The current Poisson factor models often assume that the factors are unknown, which overlooks the explanatory potential of certain observable covariates. This study focuses on high dimensional settings, where the number of the count response variables and/or covariates can diverge as the sample size increases. A covariate-augmented overdispersed Poisson factor model is proposed to jointly perform a high-dimensional Poisson factor analysis and estimate a large coefficient matrix for overdispersed count data. A group of identifiability conditions are provided to theoretically guarantee computational identifiability. We incorporate the interdependence of both response variables and covariates by imposing a low-rank constraint on the large coefficient matrix.
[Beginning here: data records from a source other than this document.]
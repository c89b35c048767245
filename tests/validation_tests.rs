use pageflow::{
    assert_valid_template, is_valid_template, validate_fragment, validate_template,
    DiagnosticLevel, WidgetRegistry,
};
use serde_json::{json, Value};

fn registry() -> WidgetRegistry {
    WidgetRegistry::with_builtins()
}

fn paths_with_code(report: &pageflow::ValidationReport, code: &str) -> Vec<String> {
    report
        .diagnostics
        .iter()
        .filter(|d| d.code == code)
        .map(|d| d.path.clone())
        .collect()
}

#[test]
fn test_no_input_shape_panics() {
    let reg = registry();
    let inputs = [
        Value::Null,
        json!(42),
        json!("just a string"),
        json!(true),
        json!([1, 2, 3]),
        json!({}),
        json!({"id": 7, "name": [], "widgets": {"not": "an array"}}),
    ];
    for input in inputs {
        let report = validate_template(&input, &reg);
        assert!(!report.is_valid, "accepted {input}");
        assert!(!report.errors().is_empty());
        let report = validate_fragment(&input, &reg);
        assert!(!report.is_valid);
    }
}

#[test]
fn test_minimal_template_is_valid() {
    let report = validate_template(
        &json!({"id": "p", "name": "P", "widgets": []}),
        &registry(),
    );
    assert!(report.is_valid, "{:?}", report.diagnostics);
    assert!(report.diagnostics.is_empty());
}

#[test]
fn test_unknown_widget_is_an_error_at_its_path() {
    let report = validate_template(
        &json!({
            "id": "p", "name": "P",
            "widgets": [{"type": "crystal-ball", "props": {}}]
        }),
        &registry(),
    );
    assert!(!report.is_valid);
    assert_eq!(paths_with_code(&report, "UNKNOWN_WIDGET"), ["widgets.0.type"]);
}

#[test]
fn test_registry_decides_the_known_set() {
    let doc = json!({
        "id": "p", "name": "P",
        "widgets": [{"type": "crystal-ball", "props": {}}]
    });
    assert!(!is_valid_template(&doc, &registry()));

    struct CrystalBall;
    impl pageflow::WidgetAdapter for CrystalBall {}
    let mut custom = WidgetRegistry::with_builtins();
    custom.register("crystal-ball", Box::new(CrystalBall));
    assert!(is_valid_template(&doc, &custom));
}

#[test]
fn test_duplicate_action_ids_do_not_mask_other_findings() {
    let report = validate_template(
        &json!({
            "id": "p", "name": "P",
            "actions": [
                {"id": "save", "type": "navigate", "path": "/a"},
                {"id": "save", "type": "navigate", "path": "/b"},
                {"id": "other", "type": "setState"}
            ],
            "widgets": [{"type": "nope", "props": {}}]
        }),
        &registry(),
    );
    assert!(!report.is_valid);
    assert_eq!(paths_with_code(&report, "DUPLICATE_ID"), ["actions.1.id"]);
    assert_eq!(
        paths_with_code(&report, "MISSING_FIELD"),
        ["actions.2.stateUpdates"]
    );
    assert_eq!(paths_with_code(&report, "UNKNOWN_WIDGET"), ["widgets.0.type"]);
}

#[test]
fn test_deeply_nested_findings_carry_full_paths() {
    let report = validate_template(
        &json!({
            "id": "p", "name": "P",
            "widgets": [{
                "type": "container", "props": {},
                "children": [
                    {"type": "text", "props": {}},
                    {"type": "row", "props": {}, "children": [
                        {"type": "widget-from-mars", "props": {}}
                    ]}
                ]
            }]
        }),
        &registry(),
    );
    assert_eq!(
        paths_with_code(&report, "UNKNOWN_WIDGET"),
        ["widgets.0.children.1.children.0.type"]
    );
}

#[test]
fn test_non_container_children_is_only_a_warning() {
    let report = validate_template(
        &json!({
            "id": "p", "name": "P",
            "widgets": [{
                "type": "text", "props": {},
                "children": [{"type": "text", "props": {}}]
            }]
        }),
        &registry(),
    );
    assert!(report.is_valid);
    assert_eq!(report.warnings().len(), 1);
    assert_eq!(report.warnings()[0].code, "NON_CONTAINER_CHILDREN");
}

#[test]
fn test_action_variant_requirements() {
    let report = validate_template(
        &json!({
            "id": "p", "name": "P",
            "actions": [
                {"id": "a", "type": "navigate"},
                {"id": "b", "type": "api"},
                {"id": "c", "type": "custom"},
                {"id": "d", "type": "teleport"}
            ],
            "widgets": []
        }),
        &registry(),
    );
    assert!(!report.is_valid);
    let missing = paths_with_code(&report, "MISSING_FIELD");
    for expected in [
        "actions.0.path",
        "actions.1.apiRoute",
        "actions.1.method",
        "actions.2.handler",
    ] {
        assert!(missing.contains(&expected.to_string()), "{missing:?}");
    }
    assert_eq!(paths_with_code(&report, "INVALID_ACTION"), ["actions.3.type"]);
}

#[test]
fn test_widget_action_refs_are_checked_softly() {
    let report = validate_template(
        &json!({
            "id": "p", "name": "P",
            "actions": [{"id": "save", "type": "navigate", "path": "/x"}],
            "widgets": [{
                "type": "button", "props": {"label": "Go"},
                "actions": {"click": "not-declared"}
            }]
        }),
        &registry(),
    );
    assert!(report.is_valid);
    let warnings = report.warnings();
    assert_eq!(warnings.len(), 1);
    assert_eq!(warnings[0].code, "UNKNOWN_ACTION_REF");
    assert_eq!(warnings[0].path, "widgets.0.actions.click");
}

#[test]
fn test_layout_vocabulary_is_closed() {
    let report = validate_template(
        &json!({
            "id": "p", "name": "P",
            "layout": {"type": "circle", "direction": "spiral"},
            "widgets": []
        }),
        &registry(),
    );
    assert!(!report.is_valid);
    assert_eq!(paths_with_code(&report, "INVALID_LAYOUT"), ["layout.type"]);
    assert_eq!(
        paths_with_code(&report, "INVALID_DIRECTION"),
        ["layout.direction"]
    );
}

#[test]
fn test_fragment_reference_needs_fragment_id_but_not_registry() {
    let reg = registry();
    let report = validate_template(
        &json!({
            "id": "p", "name": "P",
            "widgets": [{"type": "fragment", "fragmentId": "hero", "props": {"x": 1}}]
        }),
        &reg,
    );
    assert!(report.is_valid, "{:?}", report.diagnostics);

    let report = validate_template(
        &json!({
            "id": "p", "name": "P",
            "widgets": [{"type": "fragment", "props": {}}]
        }),
        &reg,
    );
    assert!(!report.is_valid);
    assert_eq!(
        paths_with_code(&report, "MISSING_FIELD"),
        ["widgets.0.fragmentId"]
    );
}

#[test]
fn test_fragment_document_validation() {
    let report = validate_fragment(
        &json!({
            "id": "hero", "name": "Hero",
            "props": {"title": {"type": "string", "required": true}},
            "widgets": [{"type": "heading", "props": {}, "bindings": {"text": "props.title"}}]
        }),
        &registry(),
    );
    assert!(report.is_valid, "{:?}", report.diagnostics);

    let report = validate_fragment(&json!({"name": "No Id", "widgets": []}), &registry());
    assert!(!report.is_valid);
    assert_eq!(paths_with_code(&report, "MISSING_FIELD"), ["id"]);
}

#[test]
fn test_state_key_lint_for_set_state() {
    let report = validate_template(
        &json!({
            "id": "p", "name": "P",
            "state": {"initial": {"count": 0}},
            "actions": [
                {"id": "a", "type": "setState", "stateUpdates": {"count": 1, "mode": "x"}}
            ],
            "widgets": []
        }),
        &registry(),
    );
    assert!(report.is_valid);
    let warnings = paths_with_code(&report, "UNKNOWN_STATE_KEY");
    assert_eq!(warnings, ["actions.0.stateUpdates.mode"]);
}

#[test]
fn test_assert_valid_template_summarizes_paths() {
    let err = assert_valid_template(
        &json!({"id": "", "name": "P", "widgets": [{"props": {}}]}),
        &registry(),
    )
    .unwrap_err();
    let text = err.to_string();
    assert!(text.contains("id"), "{text}");
    assert!(text.contains("widgets.0"), "{text}");

    assert!(assert_valid_template(
        &json!({"id": "p", "name": "P", "widgets": []}),
        &registry()
    )
    .is_ok());
}

#[test]
fn test_every_diagnostic_has_level_code_message() {
    let report = validate_template(
        &json!({
            "id": "", "name": 3,
            "layout": [],
            "state": {"initial": 5},
            "widgets": [{"type": "ghost", "props": []}]
        }),
        &registry(),
    );
    assert!(!report.is_valid);
    for diagnostic in &report.diagnostics {
        assert!(!diagnostic.code.is_empty());
        assert!(!diagnostic.message.is_empty());
        assert!(matches!(
            diagnostic.level,
            DiagnosticLevel::Error | DiagnosticLevel::Warning
        ));
    }
}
To address the computation challenges posed by nonlinearity, two high-dimensional latent matrices, and the low-rank constraint, we propose a novel variational estimation scheme that combines Laplace and Taylor approximations. We also develop a criterion based on a singular value ratio to determine the number of factors and the rank of the coefficient matrix. Comprehensive simulation studies demonstrate that the proposed method outperforms the state-of-the-art methods in estimation accuracy and computational efficiency. The practical merit of our method is demonstrated by an application to the CITE-seq dataset. A flexible implementation of our proposed method is available in the R package \emph{COAP}.

翻译：当前泊松因子模型通常假设因子未知，这忽视了某些可观测协变量的解释潜力。本研究聚焦于高维设定，其中计数响应变量和/或协变量的数量可随样本量增加而发散。本文提出了一种协变量增强过离散泊松因子模型，以联合进行高维泊松因子分析并估计过离散计数数据的大系数矩阵。我们提供了一组可辨识性条件，从理论上保证计算可辨识性。通过对大系数矩阵施加低秩约束，我们纳入了响应变量与协变量之间的相互依赖关系。为应对非线性、两个高维潜在矩阵以及低秩约束带来的计算挑战，我们提出了一种结合拉普拉斯近似和泰勒近似的新型变分估计方案。我们还开发了一种基于奇异值比的标准，用于确定因子数量和系数矩阵的秩。综合模拟研究表明，所提方法在估计精度和计算效率上均优于现有最优方法。通过在CITE-seq数据集上的应用，我们展示了该方法的实用价值。所提方法的灵活实现已收录于R包\emph{COAP}中。